- [Task item]:
Retype, word for word, every line from the one holding "#[derive(Debug, Clone, Copy, PartialEq, Eq)]" through the one holding "month at week 0." in the entries below, both included, and only those lines.

-.-.-

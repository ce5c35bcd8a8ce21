//! Host-facing heatmap: calendar state plus style, rendered on demand

use chrono::NaiveDate;

use crate::calendar::{ActivityCalendar, CalendarDay};
use crate::render::{render, CellGeometry, HeatmapStyle, SurfaceMetrics};
use crate::types::Primitive;

/// A 52-week activity heatmap ending on the day it was created for
#[derive(Debug, Clone)]
pub struct ActivityHeatmap {
    calendar: ActivityCalendar,
    style: HeatmapStyle,
}

impl ActivityHeatmap {
    pub fn new(today: NaiveDate, style: HeatmapStyle) -> Self {
        Self {
            calendar: ActivityCalendar::new(today),
            style,
        }
    }

    pub fn calendar(&self) -> &ActivityCalendar {
        &self.calendar
    }

    pub fn style(&self) -> &HeatmapStyle {
        &self.style
    }

    pub fn day_count(&self) -> usize {
        self.calendar.day_count()
    }

    pub fn range_start(&self) -> NaiveDate {
        self.calendar.start()
    }

    pub fn range_end(&self) -> NaiveDate {
        self.calendar.end()
    }

    pub fn set_active(&mut self, date: impl CalendarDay, active: bool) -> bool {
        self.calendar.set_active(date, active)
    }

    pub fn toggle(&mut self, date: impl CalendarDay) -> bool {
        self.calendar.toggle(date)
    }

    /// Geometry the grid takes at `width`
    pub fn geometry(&self, width: u32, metrics: &dyn SurfaceMetrics) -> CellGeometry {
        CellGeometry::new(width, metrics, metrics.sp(self.style.text_size_sp))
    }

    pub fn preferred_size(&self, width: u32, metrics: &dyn SurfaceMetrics) -> (u32, u32) {
        self.geometry(width, metrics).preferred_size()
    }

    pub fn render(&self, width: u32, metrics: &dyn SurfaceMetrics) -> Vec<Primitive> {
        render(width, &self.calendar, &self.style, metrics)
    }
}

#[cfg(test)]
mod tests {
    use super::*;
    use crate::render::FixedMetrics;

    fn date(y: i32, m: u32, d: u32) -> NaiveDate {
        NaiveDate::from_ymd_opt(y, m, d).unwrap()
    }

    #[test]
    fn test_initialize_scenario() {
        let heatmap = ActivityHeatmap::new(date(2024, 1, 1), HeatmapStyle::default());
        assert_eq!(heatmap.range_start(), date(2023, 1, 9));
        assert_eq!(heatmap.range_end(), date(2024, 1, 1));
        assert_eq!(heatmap.day_count(), 358);
    }

    #[test]
    fn test_range_accessors_are_copies() {
        let heatmap = ActivityHeatmap::new(date(2024, 1, 1), HeatmapStyle::default());
        let mut start = heatmap.range_start();
        start = start.succ_opt().unwrap();
        assert_ne!(start, heatmap.range_start());
    }

    #[test]
    fn test_preferred_size_height_from_width() {
        let heatmap = ActivityHeatmap::new(date(2024, 1, 1), HeatmapStyle::default());
        assert_eq!(heatmap.preferred_size(700, &FixedMetrics::default()), (700, 110));
        // Doubled density: 28px probe box + 12px padding
        assert_eq!(
            heatmap.preferred_size(700, &FixedMetrics::new(2.0, 2.0)),
            (700, 130)
        );
    }

    #[test]
    fn test_set_active_shows_in_render() {
        let mut heatmap = ActivityHeatmap::new(date(2024, 1, 1), HeatmapStyle::default());
        let end = heatmap.range_end();
        assert!(heatmap.set_active(end, true));

        let primitives = heatmap.render(700, &FixedMetrics::default());
        match primitives.iter().rev().find(|p| p.is_rect()).unwrap() {
            Primitive::Rect { color, .. } => assert_eq!(*color, heatmap.style().enabled),
            other => panic!("expected rect, got {:?}", other),
        }
    }

    #[test]
    fn test_toggle_through_facade() {
        let mut heatmap = ActivityHeatmap::new(date(2024, 1, 1), HeatmapStyle::default());
        assert!(heatmap.toggle(date(2023, 7, 4)));
        assert!(heatmap.calendar().is_active(date(2023, 7, 4)));
        assert!(!heatmap.toggle(date(2022, 7, 4)));
    }
}
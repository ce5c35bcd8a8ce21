//! Terminal theme detection and color definitions

use activity_heatmap::{HeatmapStyle, Rgb};
use ratatui::style::Color;

/// Convert a heatmap color to a terminal color
pub fn to_color(rgb: Rgb) -> Color {
    Color::Rgb(rgb.r, rgb.g, rgb.b)
}

/// Terminal color scheme (dark or light background)
#[derive(Debug, Clone, Copy, PartialEq, Eq, Default)]
pub enum Theme {
    #[default]
    Dark,
    Light,
}

impl Theme {
    /// Auto-detect terminal theme from background luminance.
    /// Must be called **before** entering raw mode (ratatui::init).
    /// Falls back to Dark if detection fails.
    pub fn detect() -> Self {
        match terminal_light::luma() {
            Ok(luma) if luma > 0.6 => Self::Light,
            _ => Self::Dark,
        }
    }

    /// Primary text color (headers, body text)
    pub fn text(self) -> Color {
        match self {
            Self::Dark => Color::White,
            Self::Light => Color::Black,
        }
    }

    /// Active/accent color (selection, keybinding keys)
    pub fn accent(self) -> Color {
        match self {
            Self::Dark => Color::Cyan,
            Self::Light => Color::Indexed(25), // dark blue (ANSI 256)
        }
    }

    /// Secondary/muted text (separators, hints)
    pub fn muted(self) -> Color {
        match self {
            Self::Dark => Color::DarkGray,
            Self::Light => Color::Gray,
        }
    }

    /// Date text color
    pub fn date(self) -> Color {
        match self {
            Self::Dark => Color::Yellow,
            Self::Light => Color::Indexed(130), // dark orange/yellow (ANSI 256)
        }
    }

    /// Heatmap defaults matching this background; config keys override them
    pub fn heatmap_style(self) -> HeatmapStyle {
        match self {
            Self::Dark => HeatmapStyle {
                enabled: Rgb::new(57, 211, 83),
                disabled: Rgb::new(22, 27, 34),
                text: Rgb::new(139, 148, 158),
                ..HeatmapStyle::default()
            },
            Self::Light => HeatmapStyle::default(),
        }
    }
}

#[cfg(test)]
mod tests {
    use super::*;

    #[test]
    fn test_dark_theme_colors() {
        let t = Theme::Dark;
        assert_eq!(t.text(), Color::White);
        assert_eq!(t.accent(), Color::Cyan);
        assert_eq!(t.muted(), Color::DarkGray);
        assert_eq!(t.date(), Color::Yellow);
    }

    #[test]
    fn test_light_theme_colors() {
        let t = Theme::Light;
        assert_eq!(t.text(), Color::Black);
        assert_eq!(t.accent(), Color::Indexed(25));
        assert_eq!(t.muted(), Color::Gray);
        assert_eq!(t.date(), Color::Indexed(130));
    }

    #[test]
    fn test_default_is_dark() {
        assert_eq!(Theme::default(), Theme::Dark);
    }

    #[test]
    fn test_heatmap_style_per_theme() {
        assert_eq!(Theme::Light.heatmap_style(), HeatmapStyle::default());
        let dark = Theme::Dark.heatmap_style();
        assert_eq!(dark.disabled, Rgb::new(22, 27, 34));
        assert_eq!(dark.text_size_sp, 14.0);
    }

    #[test]
    fn test_to_color() {
        assert_eq!(to_color(Rgb::new(1, 2, 3)), Color::Rgb(1, 2, 3));
    }
}
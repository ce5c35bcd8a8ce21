//! Per-day activity flags over a [`DateWindow`]

use chrono::NaiveDate;
use tracing::{debug, trace};

use super::window::{CalendarDay, DateWindow};

/// A date window plus one boolean per day in it (index 0 = `start`).
#[derive(Debug, Clone, PartialEq, Eq)]
pub struct ActivityCalendar {
    window: DateWindow,
    days: Vec<bool>,
}

impl ActivityCalendar {
    /// Window ending on `today`, every day inactive
    pub fn new(today: NaiveDate) -> Self {
        let window = DateWindow::new(today);
        Self {
            days: vec![false; window.day_count()],
            window,
        }
    }

    pub fn window(&self) -> DateWindow {
        self.window
    }

    pub fn start(&self) -> NaiveDate {
        self.window.start()
    }

    pub fn end(&self) -> NaiveDate {
        self.window.end()
    }

    pub fn day_count(&self) -> usize {
        self.days.len()
    }

    /// Read-only view of the day flags
    pub fn days(&self) -> &[bool] {
        &self.days
    }

    pub fn is_active_at(&self, index: usize) -> bool {
        self.days.get(index).copied().unwrap_or(false)
    }

    /// `false` for dates outside the window
    pub fn is_active(&self, date: impl CalendarDay) -> bool {
        self.index_for(&date)
            .map(|index| self.days[index])
            .unwrap_or(false)
    }

    pub fn active_count(&self) -> usize {
        self.days.iter().filter(|&&active| active).count()
    }

    /// Marks the day containing `date` as active or inactive.
    ///
    /// Returns `false` without touching anything when the date is absent
    /// or falls outside `[start, end]`.
    pub fn set_active(&mut self, date: impl CalendarDay, active: bool) -> bool {
        match self.index_for(&date) {
            Some(index) => {
                self.days[index] = active;
                trace!(index, active, "day updated");
                true
            }
            None => false,
        }
    }

    /// Flips the day containing `date`; same validation as [`Self::set_active`]
    pub fn toggle(&mut self, date: impl CalendarDay) -> bool {
        match self.index_for(&date) {
            Some(index) => {
                self.days[index] = !self.days[index];
                true
            }
            None => false,
        }
    }

    fn index_for(&self, date: &impl CalendarDay) -> Option<usize> {
        let Some(day) = date.calendar_day() else {
            debug!("rejected absent date");
            return None;
        };
        let index = self.window.index_of(day);
        if index.is_none() {
            debug!(%day, start = %self.start(), end = %self.end(), "rejected date outside window");
        }
        index
    }
}
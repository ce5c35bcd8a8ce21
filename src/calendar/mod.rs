//! Calendar window: the rolling 52-week date range and its per-day activity flags

mod state;
mod window;

pub use state::ActivityCalendar;
pub use window::{days_between, iso_weekday, CalendarDay, DateWindow, DAYS_PER_WEEK, WEEKS};
//! Draw primitives and colors produced by a render pass

use serde::{Deserialize, Serialize};
use std::fmt;
use std::str::FromStr;

use super::HeatmapError;

/// 24-bit RGB color, serialized as `"#rrggbb"`
#[derive(Debug, Clone, Copy, PartialEq, Eq, Hash, Serialize, Deserialize)]
#[serde(try_from = "String", into = "String")]
pub struct Rgb {
    pub r: u8,
    pub g: u8,
    pub b: u8,
}

impl Rgb {
    pub const fn new(r: u8, g: u8, b: u8) -> Self {
        Self { r, g, b }
    }
}

impl fmt::Display for Rgb {
    fn fmt(&self, f: &mut fmt::Formatter<'_>) -> fmt::Result {
        write!(f, "#{:02x}{:02x}{:02x}", self.r, self.g, self.b)
    }
}

impl FromStr for Rgb {
    type Err = HeatmapError;

    fn from_str(s: &str) -> Result<Self, Self::Err> {
        let hex = s.trim().trim_start_matches('#');
        if hex.len() != 6 || !hex.bytes().all(|b| b.is_ascii_hexdigit()) {
            return Err(HeatmapError::Config(format!("invalid color: {}", s)));
        }
        let channel = |range: std::ops::Range<usize>| {
            u8::from_str_radix(&hex[range], 16)
                .map_err(|_| HeatmapError::Config(format!("invalid color: {}", s)))
        };
        Ok(Self::new(channel(0..2)?, channel(2..4)?, channel(4..6)?))
    }
}

impl TryFrom<String> for Rgb {
    type Error = HeatmapError;

    fn try_from(value: String) -> Result<Self, Self::Error> {
        value.parse()
    }
}

impl From<Rgb> for String {
    fn from(value: Rgb) -> Self {
        value.to_string()
    }
}

/// Pixel bounding box of a measured string, relative to its baseline origin.
/// `top` is negative for glyphs rising above the baseline.
#[derive(Debug, Clone, Copy, PartialEq, Eq, Default)]
pub struct TextBounds {
    pub left: i32,
    pub top: i32,
    pub right: i32,
    pub bottom: i32,
}

impl TextBounds {
    pub fn width(self) -> i32 {
        self.right - self.left
    }

    pub fn height(self) -> i32 {
        self.bottom - self.top
    }
}

/// One drawing instruction, in pixel coordinates
#[derive(Debug, Clone, PartialEq, Serialize)]
#[serde(tag = "kind", rename_all = "snake_case")]
pub enum Primitive {
    /// Filled rectangle from `(x0, y0)` to `(x1, y1)`
    Rect {
        x0: f64,
        y0: f64,
        x1: f64,
        y1: f64,
        color: Rgb,
    },
    /// Text whose baseline starts at `(x, y)`
    Text {
        text: String,
        x: f64,
        y: f64,
        color: Rgb,
        size: f64,
    },
}

impl Primitive {
    pub fn is_rect(&self) -> bool {
        matches!(self, Self::Rect { .. })
    }

    pub fn is_text(&self) -> bool {
        matches!(self, Self::Text { .. })
    }
}

impl fmt::Display for Primitive {
    fn fmt(&self, f: &mut fmt::Formatter<'_>) -> fmt::Result {
        match self {
            Self::Rect {
                x0,
                y0,
                x1,
                y1,
                color,
            } => write!(f, "rect {:.3} {:.3} {:.3} {:.3} {}", x0, y0, x1, y1, color),
            Self::Text {
                text,
                x,
                y,
                color,
                size,
            } => write!(f, "text {:.3} {:.3} {} {:.1} {}", x, y, color, size, text),
        }
    }
}
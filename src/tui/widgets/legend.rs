//! Legend widget for the two day states

use activity_heatmap::HeatmapStyle;
use ratatui::{buffer::Buffer, layout::Rect, style::Style, widgets::Widget};

use crate::tui::theme::{to_color, Theme};

/// Legend widget: "Inactive ██  Active ██", right-aligned
pub struct Legend<'a> {
    style: &'a HeatmapStyle,
    theme: Theme,
}

impl<'a> Legend<'a> {
    pub fn new(style: &'a HeatmapStyle, theme: Theme) -> Self {
        Self { style, theme }
    }

    /// Returns the minimum width needed to render the legend
    pub fn min_width() -> u16 {
        // "Inactive ██  Active ██" = 22 chars
        22
    }
}

impl Widget for Legend<'_> {
    fn render(self, area: Rect, buf: &mut Buffer) {
        if area.width < Self::min_width() || area.height == 0 {
            return;
        }

        let label_style = Style::default().fg(self.theme.muted());
        let mut x = area.x + area.width - Self::min_width();
        let y = area.y;

        buf.set_string(x, y, "Inactive ", label_style);
        x += 9;
        buf.set_string(x, y, "██", Style::default().fg(to_color(self.style.disabled)));
        x += 2;
        buf.set_string(x, y, "  Active ", label_style);
        x += 9;
        buf.set_string(x, y, "██", Style::default().fg(to_color(self.style.enabled)));
    }
}
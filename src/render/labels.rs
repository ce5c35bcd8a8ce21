//! Month/week index and overlap thinning for spaced month labels

use chrono::{Datelike, NaiveDate, Weekday};

use crate::types::{HeatmapError, Result};

/// First week-column in which a month appears
#[derive(Debug, Clone, Copy, PartialEq, Eq)]
pub struct MonthStart {
    /// 0 = January ... 11 = December
    pub month0: usize,
    pub week: usize,
}

/// Maps each month in `[first, last]` to the week-column where it first shows up.
///
/// `first` must be a Monday and not after `last`. The first entry is always
/// `first`'s own month at week 0.
pub fn month_week_index(first: NaiveDate, last: NaiveDate) -> Result<Vec<MonthStart>> {
    if first.weekday() != Weekday::Mon {
        return Err(HeatmapError::NotMonday(first));
    }
    if first > last {
        return Err(HeatmapError::RangeReversed {
            start: first,
            end: last,
        });
    }

    let mut index = vec![MonthStart {
        month0: first.month0() as usize,
        week: 0,
    }];
    let mut week = 0;
    for day in first.iter_days().take_while(|day| *day <= last) {
        if day.weekday() == Weekday::Mon && day != first {
            week += 1;
        }
        let month0 = day.month0() as usize;
        if index.last().is_some_and(|m| m.month0 != month0) {
            index.push(MonthStart { month0, week });
        }
    }
    Ok(index)
}

/// Drops month labels that would collide.
///
/// The first and last entries are removed (they may be cut off), then every
/// x-th remaining label is kept, with x the smallest step for which no
/// label starts at or before the end of the previous one. Each label is
/// centered on `(week + 2) * pitch`. If no step avoids every overlap, the
/// sparsest tried thinning is returned.
pub fn remove_overlapping_labels(
    index: &[MonthStart],
    pitch: f64,
    label_width: impl Fn(usize) -> f64,
) -> Vec<MonthStart> {
    if index.len() <= 2 {
        return Vec::new();
    }
    let inner = &index[1..index.len() - 1];
    let mut kept = inner.to_vec();

    let mut step = 1;
    while step < index.len() - 2 {
        if !overlaps(&kept, pitch, &label_width) {
            break;
        }
        step += 1;
        kept = inner.iter().step_by(step).copied().collect();
    }
    kept
}

/// Left edge of a label centered two columns into its month
pub(crate) fn label_x(start: MonthStart, pitch: f64, width: f64) -> f64 {
    (start.week + 2) as f64 * pitch - width / 2.0
}

fn overlaps(labels: &[MonthStart], pitch: f64, label_width: &impl Fn(usize) -> f64) -> bool {
    let mut previous_end = 0.0;
    for &label in labels {
        let width = label_width(label.month0);
        let x = label_x(label, pitch, width);
        if x <= previous_end {
            return true;
        }
        previous_end = x + width;
    }
    false
}
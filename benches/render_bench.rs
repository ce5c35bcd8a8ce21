//! Criterion benchmarks for the heatmap render pass

use activity_heatmap::{ActivityHeatmap, FixedMetrics, HeatmapStyle, MonthLabelStrategy};
use chrono::{Duration, NaiveDate};
use criterion::{criterion_group, criterion_main, BenchmarkId, Criterion, Throughput};
use std::hint::black_box;

fn today() -> NaiveDate {
    NaiveDate::from_ymd_opt(2024, 6, 12).unwrap_or_default()
}

/// Heatmap with every third day active
fn sample_heatmap(labels: MonthLabelStrategy) -> ActivityHeatmap {
    let style = HeatmapStyle {
        labels,
        ..HeatmapStyle::default()
    };
    let mut heatmap = ActivityHeatmap::new(today(), style);
    let start = heatmap.range_start();
    for offset in (0..heatmap.day_count() as i64).step_by(3) {
        heatmap.set_active(start + Duration::days(offset), true);
    }
    heatmap
}

fn bench_render(c: &mut Criterion) {
    let metrics = FixedMetrics::new(2.0, 2.0);
    let mut group = c.benchmark_group("render");

    for labels in [
        MonthLabelStrategy::Alternating,
        MonthLabelStrategy::EveryMonth,
        MonthLabelStrategy::Spaced,
    ] {
        let heatmap = sample_heatmap(labels);
        group.throughput(Throughput::Elements(heatmap.day_count() as u64));
        group.bench_with_input(
            BenchmarkId::new("frame", format!("{:?}", labels)),
            &heatmap,
            |b, heatmap| {
                b.iter(|| heatmap.render(black_box(1080), &metrics));
            },
        );
    }

    group.finish();
}

fn bench_resize(c: &mut Criterion) {
    let metrics = FixedMetrics::default();
    let heatmap = sample_heatmap(MonthLabelStrategy::Alternating);

    let mut group = c.benchmark_group("render");
    group.bench_function("resize_sweep", |b| {
        b.iter(|| {
            for width in (200..=2000).step_by(100) {
                black_box(heatmap.render(black_box(width), &metrics));
            }
        });
    });
    group.finish();
}

fn bench_set_active(c: &mut Criterion) {
    let mut group = c.benchmark_group("calendar");

    group.bench_function("mark_whole_window", |b| {
        b.iter(|| {
            let mut heatmap = ActivityHeatmap::new(today(), HeatmapStyle::default());
            let start = heatmap.range_start();
            for offset in 0..heatmap.day_count() as i64 {
                heatmap.set_active(black_box(start + Duration::days(offset)), true);
            }
            heatmap
        });
    });

    group.finish();
}

criterion_group!(benches, bench_render, bench_resize, bench_set_active);
criterion_main!(benches);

-.-.-

- [Response]:
#[derive(Debug, Clone, Copy, PartialEq, Eq)]
pub struct MonthStart {
    /// 0 = January ... 11 = December
    pub month0: usize,
    pub week: usize,
}

/// Maps each month in `[first, last]` to the week-column where it first shows up.
///
/// `first` must be a Monday and not after `last`. The first entry is always
/// `first`'s own month at week 0.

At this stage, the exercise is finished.